# Assignment
Copy each line below containing "await".

*** Opening Records ***

//! Lock verification: compare installed units against the pinned lock file.

use std::collections::HashMap;
use std::fmt;

use serde::Serialize;
use unitforge_util::hash::content_checksum;

use crate::lockfile::LockFile;
use crate::unit::Unit;

/// A single verification finding. Each kind carries enough context to act
/// on: the offending name and the locked/installed versions or checksums.
#[derive(Debug, Clone, Serialize, PartialEq, Eq)]
#[serde(tag = "kind", rename_all = "kebab-case")]
pub enum Finding {
    /// A locked unit has no installed counterpart.
    MissingLockedUnit { name: String, locked_version: String },

    /// The installed version differs from the locked one. Usually an
    /// intentional upgrade that needs a lock regeneration.
    VersionDrift {
        name: String,
        locked_version: String,
        installed_version: String,
    },

    /// The version matches but the content bytes differ from the locked
    /// checksum: tampering or non-reproducible content.
    IntegrityViolation {
        name: String,
        version: String,
        expected: String,
        actual: String,
    },
}

impl fmt::Display for Finding {
    fn fmt(&self, f: &mut fmt::Formatter<'_>) -> fmt::Result {
        match self {
            Finding::MissingLockedUnit {
                name,
                locked_version,
            } => {
                write!(f, "{name}@{locked_version} is locked but not installed")
            }
            Finding::VersionDrift {
                name,
                locked_version,
                installed_version,
            } => {
                write!(
                    f,
                    "{name}: locked {locked_version} but installed {installed_version}"
                )
            }
            Finding::IntegrityViolation {
                name,
                version,
                expected,
                actual,
            } => {
                write!(
                    f,
                    "{name}@{version}: content checksum mismatch (expected {expected}, actual {actual})"
                )
            }
        }
    }
}

/// Overall verification outcome. An integrity violation dominates drift.
#[derive(Debug, Clone, Copy, Serialize, PartialEq, Eq)]
#[serde(rename_all = "kebab-case")]
pub enum VerificationOutcome {
    Clean,
    Drifted,
    Violated,
}

impl fmt::Display for VerificationOutcome {
    fn fmt(&self, f: &mut fmt::Formatter<'_>) -> fmt::Result {
        let text = match self {
            VerificationOutcome::Clean => "clean",
            VerificationOutcome::Drifted => "drifted",
            VerificationOutcome::Violated => "violated",
        };
        f.write_str(text)
    }
}

/// The result of verifying installed units against a lock file.
#[derive(Debug, Clone, Serialize)]
pub struct VerificationReport {
    pub findings: Vec<Finding>,
    /// Installed units absent from the lock file. Informational, never a
    /// failure.
    pub extras: Vec<String>,
    /// Count of units that matched version and checksum.
    pub matched: usize,
}

impl VerificationReport {
    pub fn is_clean(&self) -> bool {
        self.findings.is_empty()
    }

    pub fn outcome(&self) -> VerificationOutcome {
        if self
            .findings
            .iter()
            .any(|f| matches!(f, Finding::IntegrityViolation { .. }))
        {
            VerificationOutcome::Violated
        } else if self.findings.is_empty() {
            VerificationOutcome::Clean
        } else {
            VerificationOutcome::Drifted
        }
    }
}

/// Compare installed units against a lock file. Read-only: produces a
/// report and mutates nothing.
///
/// Findings follow lock file order (sorted by name), so reports are
/// deterministic for a given lock file and installed set.
pub fn verify(lock: &LockFile, installed: &[Unit]) -> VerificationReport {
    let index: HashMap<&str, &Unit> = installed.iter().map(|u| (u.name.as_str(), u)).collect();

    let mut findings = Vec::new();
    let mut matched = 0usize;

    for entry in &lock.units {
        match index.get(entry.name.as_str()) {
            None => findings.push(Finding::MissingLockedUnit {
                name: entry.name.clone(),
                locked_version: entry.version.clone(),
            }),
            Some(unit) => {
                let installed_version = unit.version.to_string();
                if installed_version != entry.version {
                    findings.push(Finding::VersionDrift {
                        name: entry.name.clone(),
                        locked_version: entry.version.clone(),
                        installed_version,
                    });
                } else if !entry.matches_content(&unit.content) {
                    findings.push(Finding::IntegrityViolation {
                        name: entry.name.clone(),
                        version: entry.version.clone(),
                        expected: entry.checksum.clone(),
                        actual: content_checksum(&unit.content),
                    });
                } else {
                    matched += 1;
                }
            }
        }
    }

    let mut extras: Vec<String> = installed
        .iter()
        .filter(|u| lock.entry(&u.name).is_none())
        .map(|u| u.name.clone())
        .collect();
    extras.sort();

    VerificationReport {
        findings,
        extras,
        matched,
    }
}
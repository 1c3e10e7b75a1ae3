use assert_cmd::Command;
use predicates::prelude::*;
use std::fs;
use std::path::Path;
use tempfile::TempDir;

fn unitforge_cmd() -> Command {
    Command::cargo_bin("unitforge").unwrap()
}

fn write_unit(root: &Path, name: &str, version: &str, content: &str, includes: &[&str]) {
    let dir = root.join(name);
    fs::create_dir_all(&dir).unwrap();
    let includes_toml = includes
        .iter()
        .map(|r| format!("\"{r}\""))
        .collect::<Vec<_>>()
        .join(", ");
    fs::write(
        dir.join("Unit.toml"),
        format!(
            "[unit]\nname = \"{name}\"\nversion = \"{version}\"\nincludes = [{includes_toml}]\n"
        ),
    )
    .unwrap();
    fs::write(dir.join("UNIT.md"), content).unwrap();
}

#[test]
fn test_compose_prints_merged_document() {
    let tmp = TempDir::new().unwrap();
    write_unit(tmp.path(), "base-style", "1.0.0", "Base rules.\n", &[]);
    write_unit(
        tmp.path(),
        "rust-idioms",
        "1.2.0",
        "Idiom rules.\n",
        &["base-style@^1.0.0"],
    );

    let assert = unitforge_cmd()
        .args(["compose", "rust-idioms", "--dir"])
        .arg(tmp.path())
        .assert()
        .success();

    let stdout = String::from_utf8(assert.get_output().stdout.clone()).unwrap();
    let base_pos = stdout.find("## base-style@1.0.0").unwrap();
    let root_pos = stdout.find("## rust-idioms@1.2.0").unwrap();
    assert!(base_pos < root_pos, "includes must precede the root section");
    assert!(stdout.contains("\n---\n"));
}

#[test]
fn test_compose_writes_output_file() {
    let tmp = TempDir::new().unwrap();
    write_unit(tmp.path(), "solo", "1.0.0", "Solo body.\n", &[]);
    let out = tmp.path().join("composed.md");

    unitforge_cmd()
        .args(["compose", "solo", "--dir"])
        .arg(tmp.path())
        .arg("--output")
        .arg(&out)
        .assert()
        .success()
        .stderr(predicate::str::contains("Composed"));

    let written = fs::read_to_string(&out).unwrap();
    assert_eq!(written, "## solo@1.0.0\n\nSolo body.\n");
}

#[test]
fn test_compose_diamond_includes_shared_once() {
    let tmp = TempDir::new().unwrap();
    write_unit(tmp.path(), "shared", "1.0.0", "s\n", &[]);
    write_unit(tmp.path(), "left", "1.0.0", "l\n", &["shared@^1.0.0"]);
    write_unit(tmp.path(), "right", "1.0.0", "r\n", &["shared@^1.0.0"]);
    write_unit(
        tmp.path(),
        "app",
        "1.0.0",
        "a\n",
        &["left@^1.0.0", "right@^1.0.0"],
    );

    unitforge_cmd()
        .args(["compose", "app", "--dir"])
        .arg(tmp.path())
        .assert()
        .success()
        .stdout(predicate::str::contains("## shared@1.0.0").count(1));
}

#[test]
fn test_compose_unknown_unit_fails() {
    let tmp = TempDir::new().unwrap();
    write_unit(tmp.path(), "solo", "1.0.0", "s\n", &[]);

    unitforge_cmd()
        .args(["compose", "missing", "--dir"])
        .arg(tmp.path())
        .assert()
        .failure()
        .stderr(predicate::str::contains("not found"));
}

#[test]
fn test_compose_cycle_reports_path() {
    let tmp = TempDir::new().unwrap();
    write_unit(tmp.path(), "a", "1.0.0", "", &["b@1.0.0"]);
    write_unit(tmp.path(), "b", "1.0.0", "", &["a@1.0.0"]);

    unitforge_cmd()
        .args(["compose", "a", "--dir"])
        .arg(tmp.path())
        .assert()
        .failure()
        .stderr(predicate::str::contains("a -> b -> a"));
}

#[test]
fn test_tree_renders_include_graph() {
    let tmp = TempDir::new().unwrap();
    write_unit(tmp.path(), "base-style", "1.0.0", "b\n", &[]);
    write_unit(
        tmp.path(),
        "rust-idioms",
        "1.2.0",
        "i\n",
        &["base-style@^1.0.0"],
    );

    unitforge_cmd()
        .args(["tree", "rust-idioms", "--dir"])
        .arg(tmp.path())
        .assert()
        .success()
        .stdout(predicate::str::contains("rust-idioms@1.2.0"))
        .stdout(predicate::str::contains("└── base-style@1.0.0"));
}
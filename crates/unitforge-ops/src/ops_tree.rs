//! Operation: display the include tree of a unit.

use std::path::Path;

use unitforge_resolver::catalogue::DirCatalogue;
use unitforge_resolver::compose;
use unitforge_resolver::resolver::resolve_unit;

use crate::parse_unit_arg;

/// Print the include tree for a unit under `units_dir`.
pub async fn tree(units_dir: &Path, unit_arg: &str) -> miette::Result<()> {
    let catalogue = DirCatalogue::new(units_dir);
    let reference = parse_unit_arg(unit_arg)?;
    let root = resolve_unit(&catalogue, &reference).await?;

    let rendered = compose::include_tree(&catalogue, &root).await?;
    print!("{rendered}");
    Ok(())
}
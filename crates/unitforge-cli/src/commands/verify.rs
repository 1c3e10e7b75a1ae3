//! Handler for `unitforge verify`.

use std::path::Path;

use miette::Result;
use unitforge_util::errors::ForgeError;

pub fn exec(dir: &Path, json: bool) -> Result<()> {
    let report = unitforge_ops::ops_verify::verify_units(dir, json)?;
    if report.is_clean() {
        return Ok(());
    }
    Err(ForgeError::Generic {
        message: format!(
            "verification {}: {} finding(s)",
            report.outcome(),
            report.findings.len()
        ),
    }
    .into())
}
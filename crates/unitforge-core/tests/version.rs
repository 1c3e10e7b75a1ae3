use unitforge_core::version::{ConstraintOp, SemanticVersion, VersionConstraint, VersionError};

fn v(text: &str) -> SemanticVersion {
    SemanticVersion::parse(text).unwrap()
}

fn c(text: &str) -> VersionConstraint {
    VersionConstraint::parse(text).unwrap()
}

#[test]
fn parse_basic() {
    let version = v("1.2.3");
    assert_eq!(version.major, 1);
    assert_eq!(version.minor, 2);
    assert_eq!(version.patch, 3);
    assert!(version.prerelease.is_none());
    assert!(version.build.is_none());
}

#[test]
fn parse_prerelease_and_build() {
    let version = v("1.0.0-beta.1+build.5");
    assert_eq!(version.prerelease.as_deref(), Some("beta.1"));
    assert_eq!(version.build.as_deref(), Some("build.5"));
    assert!(version.is_prerelease());
}

#[test]
fn parse_strips_v_prefix() {
    assert_eq!(v("v1.2.3"), v("1.2.3"));
}

#[test]
fn parse_round_trips_normalized_form() {
    for text in ["1.2.3", "0.1.0", "1.0.0-alpha", "1.0.0-beta.1", "2.0.0+build.5"] {
        assert_eq!(v(text).to_string(), text);
    }
}

#[test]
fn parse_rejects_invalid_forms() {
    for text in [
        "", "1", "1.2", "1.2.3.4", "a.b.c", "1.2.x", "01.2.3", "1.02.3", "1.2.3-",
        "1.2.3-a..b", "1.2.3-01", "1.2.3+", "-1.2.3", "1.2.3 beta",
    ] {
        let err = SemanticVersion::parse(text).unwrap_err();
        assert!(
            matches!(err, VersionError::InvalidVersionFormat { .. }),
            "expected parse failure for {text:?}"
        );
    }
}

#[test]
fn precedence_ordering() {
    assert!(v("1.0.0") < v("1.0.1"));
    assert!(v("1.0.1") < v("1.1.0"));
    assert!(v("1.1.0") < v("2.0.0"));
}

#[test]
fn prerelease_sorts_below_release() {
    assert!(v("1.0.0-alpha") < v("1.0.0"));
    assert!(v("1.0.0-rc.1") < v("1.0.0"));
}

#[test]
fn prerelease_identifier_ordering() {
    // Numeric identifiers sort below alphanumeric; numerics compare as numbers
    assert!(v("1.0.0-alpha") < v("1.0.0-alpha.1"));
    assert!(v("1.0.0-alpha.1") < v("1.0.0-alpha.beta"));
    assert!(v("1.0.0-alpha.2") < v("1.0.0-alpha.10"));
    assert!(v("1.0.0-alpha.beta") < v("1.0.0-beta"));
    assert!(v("1.0.0-beta.11") < v("1.0.0-rc.1"));
}

#[test]
fn build_metadata_ignored_for_ordering() {
    assert_eq!(v("1.2.3+build.1"), v("1.2.3+build.2"));
    assert_eq!(v("1.2.3"), v("1.2.3+anything"));
}

#[test]
fn constraint_bare_version_is_exact() {
    let constraint = c("1.2.3");
    assert_eq!(constraint.op, ConstraintOp::Exact);
    assert!(constraint.satisfies(&v("1.2.3")));
    assert!(!constraint.satisfies(&v("1.2.4")));
}

#[test]
fn constraint_display_round_trip() {
    for text in ["^1.2.3", "~1.2.3", ">=1.0.0", "<=2.0.0", ">1.0.0", "<2.0.0"] {
        assert_eq!(c(text).to_string(), text);
    }
    // Exact prints bare
    assert_eq!(c("=1.2.3").to_string(), "1.2.3");
    assert_eq!(c("1.2.3").to_string(), "1.2.3");
}

#[test]
fn constraint_rejects_garbage() {
    for text in ["", "^", "banana", ">=x.y.z", "^1.2", "~~1.0.0"] {
        assert!(
            VersionConstraint::parse(text).is_err(),
            "expected constraint parse failure for {text:?}"
        );
    }
}

#[test]
fn caret_range() {
    let constraint = c("^1.2.3");
    assert!(constraint.satisfies(&v("1.2.3")));
    assert!(constraint.satisfies(&v("1.9.9")));
    assert!(!constraint.satisfies(&v("1.2.2")));
    assert!(!constraint.satisfies(&v("2.0.0")));
}

#[test]
fn caret_zero_major() {
    let constraint = c("^0.2.3");
    assert!(constraint.satisfies(&v("0.2.3")));
    assert!(constraint.satisfies(&v("0.2.9")));
    assert!(!constraint.satisfies(&v("0.3.0")));

    let constraint = c("^0.0.3");
    assert!(constraint.satisfies(&v("0.0.3")));
    assert!(!constraint.satisfies(&v("0.0.4")));
}

#[test]
fn tilde_range() {
    let constraint = c("~1.2.3");
    for patch in 3..=9 {
        assert!(constraint.satisfies(&v(&format!("1.2.{patch}"))));
    }
    assert!(!constraint.satisfies(&v("1.2.2")));
    assert!(!constraint.satisfies(&v("1.3.0")));
}

#[test]
fn comparison_operators() {
    assert!(c(">=1.2.0").satisfies(&v("1.2.0")));
    assert!(c(">=1.2.0").satisfies(&v("2.0.0")));
    assert!(!c(">=1.2.0").satisfies(&v("1.1.9")));
    assert!(c(">1.2.0").satisfies(&v("1.2.1")));
    assert!(!c(">1.2.0").satisfies(&v("1.2.0")));
    assert!(c("<=1.2.0").satisfies(&v("1.2.0")));
    assert!(!c("<=1.2.0").satisfies(&v("1.2.1")));
    assert!(c("<2.0.0").satisfies(&v("1.9.9")));
    assert!(!c("<2.0.0").satisfies(&v("2.0.0")));
}

#[test]
fn any_constraint_matches_everything() {
    let constraint = VersionConstraint::any();
    assert!(constraint.satisfies(&v("0.0.1")));
    assert!(constraint.satisfies(&v("99.0.0")));
}
//! Handler for `unitforge lock`.

use std::path::Path;

use miette::Result;

pub async fn exec(dir: &Path, verbose: bool) -> Result<()> {
    unitforge_ops::ops_lock::lock(dir, verbose).await
}
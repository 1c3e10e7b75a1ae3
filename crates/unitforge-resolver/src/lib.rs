//! Resolution engine: picks concrete versions for constraints, walks include
//! graphs with cycle detection, and merges unit content deterministically.

pub mod catalogue;
pub mod compose;
pub mod error;
pub mod graph;
pub mod resolver;
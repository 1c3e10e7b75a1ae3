//! Handler for `unitforge tree`.

use std::path::Path;

use miette::Result;

pub async fn exec(dir: &Path, unit: &str) -> Result<()> {
    unitforge_ops::ops_tree::tree(dir, unit).await
}
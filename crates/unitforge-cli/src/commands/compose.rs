//! Handler for `unitforge compose`.

use std::path::Path;

use miette::Result;

pub async fn exec(dir: &Path, unit: &str, output: Option<&Path>, verbose: bool) -> Result<()> {
    unitforge_ops::ops_compose::compose_unit(dir, unit, output, verbose).await
}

*** Closing Records ***

# Exercise output
    let root = resolve_unit(&catalogue, &reference).await?;
    let rendered = compose::include_tree(&catalogue, &root).await?;
    unitforge_ops::ops_lock::lock(dir, verbose).await
    unitforge_ops::ops_tree::tree(dir, unit).await
    unitforge_ops::ops_compose::compose_unit(dir, unit, output, verbose).await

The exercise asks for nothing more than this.